● **Work to be completed**
Only one stretch of the records below is wanted: the lines from the one holding "the temp-dir default." through the one holding "let path = tracing_log_path();". Return it exactly, both ends included.

Saved data entries:

↓

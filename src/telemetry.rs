use crate::config::AppConfig;
use std::env;
use std::fs::OpenOptions;
use std::path::PathBuf;
use std::sync::OnceLock;
use tracing::level_filters::LevelFilter;
use tracing::Level;
use tracing_subscriber::filter::Targets;
use tracing_subscriber::fmt::time::UtcTime;
use tracing_subscriber::prelude::*;

static TRACING_INIT: OnceLock<()> = OnceLock::new();

/// Modules that emit trace events, with the most verbose level kept for each.
const TRACE_TARGETS: [(&str, Level); 5] = [
    ("taskboard::dispatch", Level::DEBUG),
    ("taskboard::render_loop", Level::DEBUG),
    ("taskboard::dashboard", Level::DEBUG),
    ("taskboard::lock", Level::WARN),
    ("taskboard::app", Level::INFO),
];

/// Mirror of the log pane. Lines carry job labels and operation messages.
const LOG_SINK_TARGET: &str = "taskboard::dashboard::sink";

/// JSON-lines trace file; `TASKBOARD_TRACE_LOG` overrides the temp-dir default.
pub(crate) fn tracing_log_path() -> PathBuf {
    env::var("TASKBOARD_TRACE_LOG")
        .map(PathBuf::from)
        .unwrap_or_else(|_| env::temp_dir().join("taskboard_trace.jsonl"))
}

/// Per-module filter for the trace file. Log pane lines are only kept when
/// content logging is on; everything outside the crate is dropped.
pub(crate) fn trace_filter(log_content: bool) -> Targets {
    let targets = Targets::new().with_targets(TRACE_TARGETS);
    if log_content {
        targets.with_target(LOG_SINK_TARGET, Level::INFO)
    } else {
        targets.with_target(LOG_SINK_TARGET, LevelFilter::OFF)
    }
}

/// Route `tracing` events to the trace file. Stdout belongs to the
/// dashboard, so nothing is installed when file logging is off.
pub(crate) fn init_tracing(config: &AppConfig) {
    if !config.logging_enabled() {
        return;
    }

    TRACING_INIT.get_or_init(|| {
        let path = tracing_log_path();
        let Ok(file) = OpenOptions::new().create(true).append(true).open(&path) else {
            return;
        };
        let layer = tracing_subscriber::fmt::layer()
            .json()
            .with_timer(UtcTime::rfc_3339())
            .with_writer(file)
            .with_target(true)
            .with_thread_names(true)
            .with_current_span(false)
            .with_span_list(false)
            .with_filter(trace_filter(config.log_content));
        let subscriber = tracing_subscriber::registry().with(layer);
        let _ = tracing::subscriber::set_global_default(subscriber);
    });
}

↑

● **Exercise result**
/// JSON-lines trace file; `TASKBOARD_TRACE_LOG` overrides the temp-dir default.
pub(crate) fn tracing_log_path() -> PathBuf {
    env::var("TASKBOARD_TRACE_LOG")
        .map(PathBuf::from)
        .unwrap_or_else(|_| env::temp_dir().join("taskboard_trace.jsonl"))
}

/// Per-module filter for the trace file. Log pane lines are only kept when
/// content logging is on; everything outside the crate is dropped.
pub(crate) fn trace_filter(log_content: bool) -> Targets {
    let targets = Targets::new().with_targets(TRACE_TARGETS);
    if log_content {
        targets.with_target(LOG_SINK_TARGET, Level::INFO)
    } else {
        targets.with_target(LOG_SINK_TARGET, LevelFilter::OFF)
    }
}

/// Route `tracing` events to the trace file. Stdout belongs to the
/// dashboard, so nothing is installed when file logging is off.
pub(crate) fn init_tracing(config: &AppConfig) {
    if !config.logging_enabled() {
        return;
    }

    TRACING_INIT.get_or_init(|| {
        let path = tracing_log_path();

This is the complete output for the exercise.